Three Openings in Three Paragraphs

Last Wednesday night I returned from a seven day trip to New Orleans. In my state of exhaustion I went straight to Perrotin to see the opening of three shows: Gabriel de la Mora’s “Lepidoptera”, ob’s “Your, My, Story”, and Xavier Veilhan’s “Autofocus”. I quickly breezed through ob’s and de la Mora’s shows before slowing down at Xavier Veilhan’s show on the top floor. Walking into the top floor space felt like a surrealist dream—my current state of no sleep and dehydration probably added to it. Many of the sculptures shown here have minimal facial detail, and the forms themselves seem like old bars of soap, their edges seemingly eroded away by time. Viewers are able to cast their own impressions of the figures before us. I saw within the forms a man, faded away by too much drink and debauchery, yet protected by the nearby dogs. The lone figure Violeta no1, leaning up against a form not unlike a stool, reminded me of impending death, that we enter the world alone and leave it just the same. The oversized stationary mobiles nearby though suggested that this moment is all we have and to have anxiety about death accomplishes nothing. All we have is the present. And art helps us through these pains of being alive. Even anxiety can be exciting. All of it is a gift.

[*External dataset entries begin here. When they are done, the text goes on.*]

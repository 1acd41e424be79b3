//! Scripted stand-ins for the directory and the identity rotator.

use async_trait::async_trait;
use std::collections::{HashMap, VecDeque};
use std::sync::{Arc, Mutex};
use tokio::time::Instant;

use employerfinder::directory::{DirectoryClient, SearchError};
use employerfinder::rotator::{IdentityRotator, RotateError};
use employerfinder::SearchResult;

#[derive(Debug, Clone, PartialEq)]
pub struct SearchCall {
    pub name: String,
    pub city: String,
    pub state: String,
}

#[derive(Default)]
struct DirectoryScript {
    responses: HashMap<String, VecDeque<Result<Vec<SearchResult>, SearchError>>>,
    calls: Vec<SearchCall>,
}

/// Answers searches from per-name queues; an unscripted name finds nothing.
/// Clones share the same script and call log.
#[derive(Clone, Default)]
pub struct ScriptedDirectory {
    inner: Arc<Mutex<DirectoryScript>>,
}

impl ScriptedDirectory {
    pub fn new() -> Self {
        Self::default()
    }

    pub fn respond(&self, name: &str, response: Result<Vec<SearchResult>, SearchError>) -> &Self {
        self.inner
            .lock()
            .unwrap()
            .responses
            .entry(name.to_string())
            .or_default()
            .push_back(response);
        self
    }

    pub fn listings(&self, name: &str, results: Vec<SearchResult>) -> &Self {
        self.respond(name, Ok(results))
    }

    pub fn fail(&self, name: &str, error: SearchError) -> &Self {
        self.respond(name, Err(error))
    }

    pub fn calls(&self) -> Vec<SearchCall> {
        self.inner.lock().unwrap().calls.clone()
    }

    pub fn call_count(&self) -> usize {
        self.inner.lock().unwrap().calls.len()
    }

    pub fn searched_names(&self) -> Vec<String> {
        self.calls().into_iter().map(|c| c.name).collect()
    }

    pub fn boxed(&self) -> Box<dyn DirectoryClient> {
        Box::new(self.clone())
    }
}

#[async_trait]
impl DirectoryClient for ScriptedDirectory {
    async fn search(&self, name: &str, city: &str, state: &str) -> Result<Vec<SearchResult>, SearchError> {
        let mut script = self.inner.lock().unwrap();
        script.calls.push(SearchCall {
            name: name.to_string(),
            city: city.to_string(),
            state: state.to_string(),
        });
        script
            .responses
            .get_mut(name)
            .and_then(|queue| queue.pop_front())
            .unwrap_or_else(|| Ok(Vec::new()))
    }
}

/// Records when each rotation happened
#[derive(Clone, Default)]
pub struct CountingRotator {
    rotations: Arc<Mutex<Vec<Instant>>>,
}

impl CountingRotator {
    pub fn new() -> Self {
        Self::default()
    }

    pub fn count(&self) -> usize {
        self.rotations.lock().unwrap().len()
    }

    pub fn times(&self) -> Vec<Instant> {
        self.rotations.lock().unwrap().clone()
    }

    pub fn boxed(&self) -> Box<dyn IdentityRotator> {
        Box::new(self.clone())
    }
}

#[async_trait]
impl IdentityRotator for CountingRotator {
    async fn rotate(&self) -> Result<(), RotateError> {
        self.rotations.lock().unwrap().push(Instant::now());
        Ok(())
    }
}

/// A listing with the fields tests care about
pub fn listing(name: &str, email_requested: bool) -> SearchResult {
    SearchResult::new(name, "1 Main St", "555-0100", "Corporate Office", "Active", email_requested)
}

If Veilhan has created a dream for us to play inside, ob has invited us into her dreams. She has created imaginary landscapes with manga-like girls inhabiting them, all with a pastel palette that reminded me of my favorite Japanese painter Hiroshi Sugito. While the palette of these colorful paintings might seem childlike and whimsical, the girls inside them feel uncertain, uneasy, and beyond their years. They’ve witnessed something of this world that makes them cautious and almost melancholic. Ob shares with us what it might feel like for a girl in this current world, filled with uncertainty, trauma, and isolation. How necessary it is to create dream worlds not only for themselves to play in but also invite their friends inside so that they can connect and be reassured that they are not alone. Aside from the lush paintings, you’ll also find a grouping of ob’s drawings, which I particularly fell in love with. They are so full of life, energy, and wonder. They are even stronger than the paintings themselves. I look forward to ob progressing as an artist and seeing the further depth of her painting.

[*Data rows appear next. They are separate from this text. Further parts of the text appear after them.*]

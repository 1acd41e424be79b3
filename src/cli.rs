use clap::{Parser, Subcommand};
use std::path::PathBuf;

use crate::config::CONFIG_PATH;

#[derive(Parser, Debug)]
#[command(name = "employerfinder")]
#[command(about = "Resolve case employers against a business directory, resumably")]
#[command(version)]
pub struct Cli {
    #[command(subcommand)]
    pub command: Option<Commands>,

    /// Path to the configuration file
    #[arg(long, global = true, default_value = CONFIG_PATH)]
    pub config: PathBuf,

    /// Verbose logging (use -v for rotations and pauses, -vv for per-search detail)
    #[arg(short, long, action = clap::ArgAction::Count, global = true)]
    pub verbose: u8,

    /// Append run log lines to this file (overrides paths.log_file)
    #[arg(long, global = true)]
    pub log_file: Option<PathBuf>,

    /// Fixed seed for the rotation cadence
    #[arg(long, global = true)]
    pub seed: Option<u64>,
}

#[derive(Subcommand, Debug, Clone, PartialEq)]
pub enum Commands {
    /// Process the work list (the default)
    Run,
    /// Fill missing clean-name columns in the work list
    Prepare,
    /// Show checkpoint progress
    Status,
    /// Create the default configuration file
    Init,
}

impl Cli {
    pub fn command(&self) -> Commands {
        self.command.clone().unwrap_or(Commands::Run)
    }
}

Finally on the ground floor, we have “Lepidoptera,” which literally means an order of insects that includes butterflies and moths. Mexican artist Gabriel de la Mora has created small abstract, geometric paintings using the bodies of butterflies sourced from conservation farms in Peru, Indonesia, and Madagascar. Conceptually, having these paintings on the ground floor is quite lovely, as if de la Mora had found the corpses of the butterflies on the ground floor of the gallery after they had each seen the exhibitions above them. The works are stunningly beautiful, especially after knowing their source material. As an artist who tends to make works that are quite “messy,” I admire the care and attention de la Mora has placed in each of the paintings. De la Mora also has straddled quite successfully that line between art and design, as beautiful far away as they are up close. The short life of the butterfly reminded me of again of impending death. We come full circle from the show at the top. I wondered, if something could be made as beautiful from our own human bodies, perhaps some of us might fear death less.